Search the records for the word "BatchRanges" and copy each line in which it appears.

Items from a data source

⁂

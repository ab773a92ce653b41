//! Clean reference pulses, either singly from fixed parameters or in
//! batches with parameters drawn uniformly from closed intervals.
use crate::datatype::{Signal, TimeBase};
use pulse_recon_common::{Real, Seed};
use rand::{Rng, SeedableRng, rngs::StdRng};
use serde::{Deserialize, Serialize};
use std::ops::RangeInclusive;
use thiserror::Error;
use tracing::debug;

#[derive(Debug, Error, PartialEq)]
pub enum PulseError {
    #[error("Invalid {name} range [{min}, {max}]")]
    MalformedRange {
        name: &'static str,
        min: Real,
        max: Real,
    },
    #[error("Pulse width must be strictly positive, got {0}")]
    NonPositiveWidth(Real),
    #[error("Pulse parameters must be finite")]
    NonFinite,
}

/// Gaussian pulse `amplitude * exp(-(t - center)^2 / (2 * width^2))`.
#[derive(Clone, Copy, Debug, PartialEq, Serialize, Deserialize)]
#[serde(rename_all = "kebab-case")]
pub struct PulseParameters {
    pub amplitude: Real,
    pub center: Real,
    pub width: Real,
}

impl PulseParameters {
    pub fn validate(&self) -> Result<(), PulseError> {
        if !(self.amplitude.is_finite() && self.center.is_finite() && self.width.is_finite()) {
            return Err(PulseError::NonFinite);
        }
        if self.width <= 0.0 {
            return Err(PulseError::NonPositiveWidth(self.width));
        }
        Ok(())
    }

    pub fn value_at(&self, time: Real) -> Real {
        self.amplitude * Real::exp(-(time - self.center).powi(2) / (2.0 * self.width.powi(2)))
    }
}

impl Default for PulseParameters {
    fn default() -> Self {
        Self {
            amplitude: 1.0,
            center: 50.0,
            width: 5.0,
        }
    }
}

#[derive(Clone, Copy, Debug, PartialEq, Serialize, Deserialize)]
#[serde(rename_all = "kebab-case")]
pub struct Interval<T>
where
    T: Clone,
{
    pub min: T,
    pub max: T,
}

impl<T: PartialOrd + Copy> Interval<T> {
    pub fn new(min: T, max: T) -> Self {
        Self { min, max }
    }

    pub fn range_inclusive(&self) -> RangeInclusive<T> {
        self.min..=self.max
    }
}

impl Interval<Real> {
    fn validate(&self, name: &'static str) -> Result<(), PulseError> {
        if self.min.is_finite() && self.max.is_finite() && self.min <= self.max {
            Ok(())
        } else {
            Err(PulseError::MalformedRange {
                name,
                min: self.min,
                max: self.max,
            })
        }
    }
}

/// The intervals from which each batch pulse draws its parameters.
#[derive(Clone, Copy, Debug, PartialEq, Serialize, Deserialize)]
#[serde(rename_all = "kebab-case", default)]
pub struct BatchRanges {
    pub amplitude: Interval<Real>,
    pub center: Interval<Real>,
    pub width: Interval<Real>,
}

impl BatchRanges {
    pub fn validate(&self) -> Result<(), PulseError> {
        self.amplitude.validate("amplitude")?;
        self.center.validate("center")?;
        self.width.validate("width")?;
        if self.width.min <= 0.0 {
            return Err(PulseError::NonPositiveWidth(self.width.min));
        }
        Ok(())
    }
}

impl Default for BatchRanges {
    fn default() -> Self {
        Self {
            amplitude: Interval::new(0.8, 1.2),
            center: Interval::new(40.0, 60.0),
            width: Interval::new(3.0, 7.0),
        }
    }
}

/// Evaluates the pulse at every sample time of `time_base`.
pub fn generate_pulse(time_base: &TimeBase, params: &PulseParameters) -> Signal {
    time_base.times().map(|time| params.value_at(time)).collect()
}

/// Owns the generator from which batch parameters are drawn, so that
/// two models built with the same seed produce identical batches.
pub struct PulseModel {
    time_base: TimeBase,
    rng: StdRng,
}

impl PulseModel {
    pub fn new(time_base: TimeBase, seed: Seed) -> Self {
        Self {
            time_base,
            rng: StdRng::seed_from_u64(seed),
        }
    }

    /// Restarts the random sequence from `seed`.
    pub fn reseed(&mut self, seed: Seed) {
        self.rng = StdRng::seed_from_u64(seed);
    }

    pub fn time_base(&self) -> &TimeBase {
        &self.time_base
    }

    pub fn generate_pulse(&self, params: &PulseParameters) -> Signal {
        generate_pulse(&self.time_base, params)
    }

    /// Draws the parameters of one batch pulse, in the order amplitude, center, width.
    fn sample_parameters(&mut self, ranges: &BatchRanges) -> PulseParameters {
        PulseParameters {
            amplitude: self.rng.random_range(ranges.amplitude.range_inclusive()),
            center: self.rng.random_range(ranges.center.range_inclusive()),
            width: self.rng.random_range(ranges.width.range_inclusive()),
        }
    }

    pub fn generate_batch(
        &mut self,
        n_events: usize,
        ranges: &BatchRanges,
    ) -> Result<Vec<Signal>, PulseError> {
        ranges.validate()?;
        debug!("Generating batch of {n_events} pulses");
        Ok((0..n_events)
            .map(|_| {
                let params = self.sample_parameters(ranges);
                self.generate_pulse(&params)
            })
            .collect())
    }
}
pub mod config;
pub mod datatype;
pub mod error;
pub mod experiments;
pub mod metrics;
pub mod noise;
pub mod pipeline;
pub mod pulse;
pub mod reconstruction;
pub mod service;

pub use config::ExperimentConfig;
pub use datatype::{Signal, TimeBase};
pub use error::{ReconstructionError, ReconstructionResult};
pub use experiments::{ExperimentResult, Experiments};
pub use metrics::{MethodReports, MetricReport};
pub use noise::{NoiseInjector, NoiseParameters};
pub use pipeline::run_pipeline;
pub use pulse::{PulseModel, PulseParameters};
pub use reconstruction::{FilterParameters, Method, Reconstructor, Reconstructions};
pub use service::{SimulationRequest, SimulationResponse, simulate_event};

⁂

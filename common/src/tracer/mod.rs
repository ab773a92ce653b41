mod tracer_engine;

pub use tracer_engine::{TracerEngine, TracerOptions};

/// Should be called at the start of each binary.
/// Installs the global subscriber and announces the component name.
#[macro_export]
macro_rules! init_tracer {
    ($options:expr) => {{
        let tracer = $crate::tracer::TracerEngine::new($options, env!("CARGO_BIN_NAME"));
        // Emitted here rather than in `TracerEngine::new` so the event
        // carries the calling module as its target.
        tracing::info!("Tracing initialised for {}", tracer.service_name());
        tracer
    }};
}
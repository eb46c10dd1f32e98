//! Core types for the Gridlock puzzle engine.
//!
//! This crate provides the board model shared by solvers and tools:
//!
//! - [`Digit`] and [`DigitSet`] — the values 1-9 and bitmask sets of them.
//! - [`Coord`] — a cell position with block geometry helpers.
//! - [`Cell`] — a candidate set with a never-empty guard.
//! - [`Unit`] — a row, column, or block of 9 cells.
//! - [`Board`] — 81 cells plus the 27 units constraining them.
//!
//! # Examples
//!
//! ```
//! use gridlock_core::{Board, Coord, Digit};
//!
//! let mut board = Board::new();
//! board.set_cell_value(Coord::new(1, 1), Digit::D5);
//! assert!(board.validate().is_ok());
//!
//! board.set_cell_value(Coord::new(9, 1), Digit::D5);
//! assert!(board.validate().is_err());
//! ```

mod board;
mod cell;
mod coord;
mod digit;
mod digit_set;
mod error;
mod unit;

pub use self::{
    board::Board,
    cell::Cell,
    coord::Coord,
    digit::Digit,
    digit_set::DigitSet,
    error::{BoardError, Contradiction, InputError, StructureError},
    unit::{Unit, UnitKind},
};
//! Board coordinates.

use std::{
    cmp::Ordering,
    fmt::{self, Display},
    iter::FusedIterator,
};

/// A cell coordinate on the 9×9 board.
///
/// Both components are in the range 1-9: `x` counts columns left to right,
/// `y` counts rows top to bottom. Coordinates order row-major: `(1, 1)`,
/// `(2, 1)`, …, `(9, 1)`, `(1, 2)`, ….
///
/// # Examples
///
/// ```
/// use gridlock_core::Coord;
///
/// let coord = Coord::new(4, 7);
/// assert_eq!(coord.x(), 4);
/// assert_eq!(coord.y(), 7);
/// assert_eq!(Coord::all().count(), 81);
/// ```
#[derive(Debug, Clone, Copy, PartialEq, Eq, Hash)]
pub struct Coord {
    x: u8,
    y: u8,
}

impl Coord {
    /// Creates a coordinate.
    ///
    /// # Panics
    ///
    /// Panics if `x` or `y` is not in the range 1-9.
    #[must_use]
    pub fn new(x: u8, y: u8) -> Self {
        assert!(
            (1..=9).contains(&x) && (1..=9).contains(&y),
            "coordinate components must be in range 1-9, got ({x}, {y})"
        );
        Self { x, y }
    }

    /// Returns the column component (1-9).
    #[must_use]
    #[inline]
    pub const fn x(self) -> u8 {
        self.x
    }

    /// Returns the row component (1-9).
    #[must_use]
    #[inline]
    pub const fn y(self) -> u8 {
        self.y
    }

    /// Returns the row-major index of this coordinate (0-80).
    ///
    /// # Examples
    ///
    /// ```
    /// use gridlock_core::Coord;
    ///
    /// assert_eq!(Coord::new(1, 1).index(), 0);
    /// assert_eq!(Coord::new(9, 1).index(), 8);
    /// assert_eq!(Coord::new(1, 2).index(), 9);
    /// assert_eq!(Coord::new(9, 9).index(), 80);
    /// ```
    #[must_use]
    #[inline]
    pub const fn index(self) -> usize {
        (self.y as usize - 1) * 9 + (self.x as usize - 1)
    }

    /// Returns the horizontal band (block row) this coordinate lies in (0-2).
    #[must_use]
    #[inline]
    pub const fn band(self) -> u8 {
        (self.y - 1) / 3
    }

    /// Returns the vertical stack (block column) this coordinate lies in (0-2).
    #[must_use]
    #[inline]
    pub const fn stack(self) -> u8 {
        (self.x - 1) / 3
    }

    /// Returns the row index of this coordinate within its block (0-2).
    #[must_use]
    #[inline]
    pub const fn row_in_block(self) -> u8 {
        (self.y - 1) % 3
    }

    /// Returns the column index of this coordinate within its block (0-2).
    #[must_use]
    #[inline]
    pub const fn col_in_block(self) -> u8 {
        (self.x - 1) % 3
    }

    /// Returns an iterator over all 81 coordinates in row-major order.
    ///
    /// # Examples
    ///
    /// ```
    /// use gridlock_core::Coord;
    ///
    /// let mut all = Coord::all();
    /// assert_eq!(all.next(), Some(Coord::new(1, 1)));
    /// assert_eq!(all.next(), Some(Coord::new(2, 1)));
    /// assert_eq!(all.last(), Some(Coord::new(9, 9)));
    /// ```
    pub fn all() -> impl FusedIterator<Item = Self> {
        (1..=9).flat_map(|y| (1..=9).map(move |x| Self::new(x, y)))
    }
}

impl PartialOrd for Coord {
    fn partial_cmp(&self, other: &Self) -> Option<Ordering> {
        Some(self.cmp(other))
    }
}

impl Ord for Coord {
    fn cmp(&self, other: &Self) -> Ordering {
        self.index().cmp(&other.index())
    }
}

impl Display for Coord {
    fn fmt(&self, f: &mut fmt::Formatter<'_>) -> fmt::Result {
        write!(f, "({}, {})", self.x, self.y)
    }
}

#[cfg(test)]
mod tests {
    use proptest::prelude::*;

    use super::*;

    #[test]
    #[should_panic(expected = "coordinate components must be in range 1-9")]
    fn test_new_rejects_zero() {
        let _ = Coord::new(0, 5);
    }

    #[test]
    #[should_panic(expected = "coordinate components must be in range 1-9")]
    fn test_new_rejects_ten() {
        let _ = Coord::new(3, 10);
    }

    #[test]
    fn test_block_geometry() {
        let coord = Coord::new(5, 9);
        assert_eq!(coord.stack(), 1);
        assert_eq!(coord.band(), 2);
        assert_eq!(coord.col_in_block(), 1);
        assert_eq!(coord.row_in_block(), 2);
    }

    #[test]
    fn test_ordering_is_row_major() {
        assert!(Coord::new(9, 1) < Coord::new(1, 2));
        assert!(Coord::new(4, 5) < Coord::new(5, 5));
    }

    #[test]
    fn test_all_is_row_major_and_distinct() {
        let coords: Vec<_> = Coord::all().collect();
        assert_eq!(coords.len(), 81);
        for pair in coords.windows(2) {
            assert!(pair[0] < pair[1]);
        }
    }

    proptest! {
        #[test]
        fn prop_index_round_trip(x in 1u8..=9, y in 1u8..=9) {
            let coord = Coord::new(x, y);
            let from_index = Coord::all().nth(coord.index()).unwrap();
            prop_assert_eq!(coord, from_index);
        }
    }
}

⁂

* _Task response_
pub struct BatchRanges {
impl BatchRanges {
impl Default for BatchRanges {
    fn sample_parameters(&mut self, ranges: &BatchRanges) -> PulseParameters {
        ranges: &BatchRanges,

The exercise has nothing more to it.